__Aim of the exercise__
Each line below from the one containing "OS random source." through the one containing "const ZONE: u8 = 250;" is to be given again exactly, and no line outside that span.

__Input material__

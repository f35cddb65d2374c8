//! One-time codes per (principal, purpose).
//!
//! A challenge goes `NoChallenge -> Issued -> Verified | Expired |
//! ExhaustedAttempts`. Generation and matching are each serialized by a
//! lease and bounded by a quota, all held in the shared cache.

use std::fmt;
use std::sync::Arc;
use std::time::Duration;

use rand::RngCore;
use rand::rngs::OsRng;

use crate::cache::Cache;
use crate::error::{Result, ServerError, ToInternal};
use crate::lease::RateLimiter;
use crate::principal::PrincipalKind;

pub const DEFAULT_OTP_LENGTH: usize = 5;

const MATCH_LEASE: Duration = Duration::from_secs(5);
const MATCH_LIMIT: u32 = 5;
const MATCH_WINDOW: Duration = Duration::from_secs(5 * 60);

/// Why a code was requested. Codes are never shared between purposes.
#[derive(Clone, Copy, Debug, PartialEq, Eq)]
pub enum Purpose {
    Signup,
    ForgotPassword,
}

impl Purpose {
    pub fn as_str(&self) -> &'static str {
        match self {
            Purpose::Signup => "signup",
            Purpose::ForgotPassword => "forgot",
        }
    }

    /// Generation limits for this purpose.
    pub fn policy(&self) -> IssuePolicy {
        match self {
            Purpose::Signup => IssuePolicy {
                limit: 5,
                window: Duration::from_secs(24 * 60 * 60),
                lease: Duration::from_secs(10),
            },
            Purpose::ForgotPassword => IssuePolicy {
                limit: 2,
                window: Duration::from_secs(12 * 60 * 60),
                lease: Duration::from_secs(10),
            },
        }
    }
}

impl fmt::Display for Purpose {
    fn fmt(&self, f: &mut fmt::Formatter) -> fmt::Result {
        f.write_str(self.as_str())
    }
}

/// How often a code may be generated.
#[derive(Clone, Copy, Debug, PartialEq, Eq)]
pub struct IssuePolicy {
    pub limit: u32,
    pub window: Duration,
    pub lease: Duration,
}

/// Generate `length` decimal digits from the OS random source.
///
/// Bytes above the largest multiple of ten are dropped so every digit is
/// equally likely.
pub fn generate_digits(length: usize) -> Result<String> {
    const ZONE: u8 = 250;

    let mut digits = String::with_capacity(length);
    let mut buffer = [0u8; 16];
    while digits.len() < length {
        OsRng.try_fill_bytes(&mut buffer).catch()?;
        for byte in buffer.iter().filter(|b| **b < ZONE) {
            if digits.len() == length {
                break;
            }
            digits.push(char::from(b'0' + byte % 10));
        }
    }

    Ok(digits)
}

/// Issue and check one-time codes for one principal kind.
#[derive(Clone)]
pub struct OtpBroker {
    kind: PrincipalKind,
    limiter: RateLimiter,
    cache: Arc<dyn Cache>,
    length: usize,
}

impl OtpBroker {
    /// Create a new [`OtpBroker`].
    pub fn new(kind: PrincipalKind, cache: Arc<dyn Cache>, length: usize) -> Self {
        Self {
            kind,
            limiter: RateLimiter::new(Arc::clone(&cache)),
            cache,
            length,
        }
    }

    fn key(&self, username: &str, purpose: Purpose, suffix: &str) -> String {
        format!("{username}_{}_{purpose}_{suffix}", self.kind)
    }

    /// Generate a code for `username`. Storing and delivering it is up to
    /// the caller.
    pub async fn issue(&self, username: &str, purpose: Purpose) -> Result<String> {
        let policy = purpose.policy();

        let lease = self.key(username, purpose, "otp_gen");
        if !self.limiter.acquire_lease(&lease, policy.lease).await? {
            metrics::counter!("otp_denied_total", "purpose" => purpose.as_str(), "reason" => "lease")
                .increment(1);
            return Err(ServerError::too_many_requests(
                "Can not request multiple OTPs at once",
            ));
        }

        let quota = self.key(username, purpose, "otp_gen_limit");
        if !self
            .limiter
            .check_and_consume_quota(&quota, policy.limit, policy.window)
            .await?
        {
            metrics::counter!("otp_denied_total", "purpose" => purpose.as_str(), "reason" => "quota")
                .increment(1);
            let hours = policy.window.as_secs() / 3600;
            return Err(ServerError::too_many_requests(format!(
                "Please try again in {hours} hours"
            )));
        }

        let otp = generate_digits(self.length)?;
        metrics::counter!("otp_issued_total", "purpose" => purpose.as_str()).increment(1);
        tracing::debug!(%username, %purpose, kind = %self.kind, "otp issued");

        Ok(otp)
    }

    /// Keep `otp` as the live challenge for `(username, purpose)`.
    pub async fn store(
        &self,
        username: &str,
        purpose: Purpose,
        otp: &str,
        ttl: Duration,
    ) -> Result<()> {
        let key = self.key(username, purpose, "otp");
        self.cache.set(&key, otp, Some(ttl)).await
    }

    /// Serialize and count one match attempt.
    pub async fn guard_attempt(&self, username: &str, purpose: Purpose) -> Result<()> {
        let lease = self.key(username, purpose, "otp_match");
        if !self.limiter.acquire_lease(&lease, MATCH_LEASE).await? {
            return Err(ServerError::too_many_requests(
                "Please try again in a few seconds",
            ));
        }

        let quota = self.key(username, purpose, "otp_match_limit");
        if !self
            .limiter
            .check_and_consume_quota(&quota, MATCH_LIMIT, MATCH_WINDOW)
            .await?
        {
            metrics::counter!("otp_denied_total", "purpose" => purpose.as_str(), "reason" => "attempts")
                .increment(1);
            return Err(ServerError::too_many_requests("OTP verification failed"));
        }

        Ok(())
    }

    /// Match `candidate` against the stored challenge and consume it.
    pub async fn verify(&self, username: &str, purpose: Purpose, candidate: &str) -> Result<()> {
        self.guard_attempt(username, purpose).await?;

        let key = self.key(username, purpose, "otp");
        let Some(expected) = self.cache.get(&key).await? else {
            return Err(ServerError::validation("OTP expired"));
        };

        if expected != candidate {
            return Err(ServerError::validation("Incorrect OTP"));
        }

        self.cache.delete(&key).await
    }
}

__Problem solution__
/// Generate `length` decimal digits from the OS random source.
///
/// Bytes above the largest multiple of ten are dropped so every digit is
/// equally likely.
pub fn generate_digits(length: usize) -> Result<String> {
    const ZONE: u8 = 250;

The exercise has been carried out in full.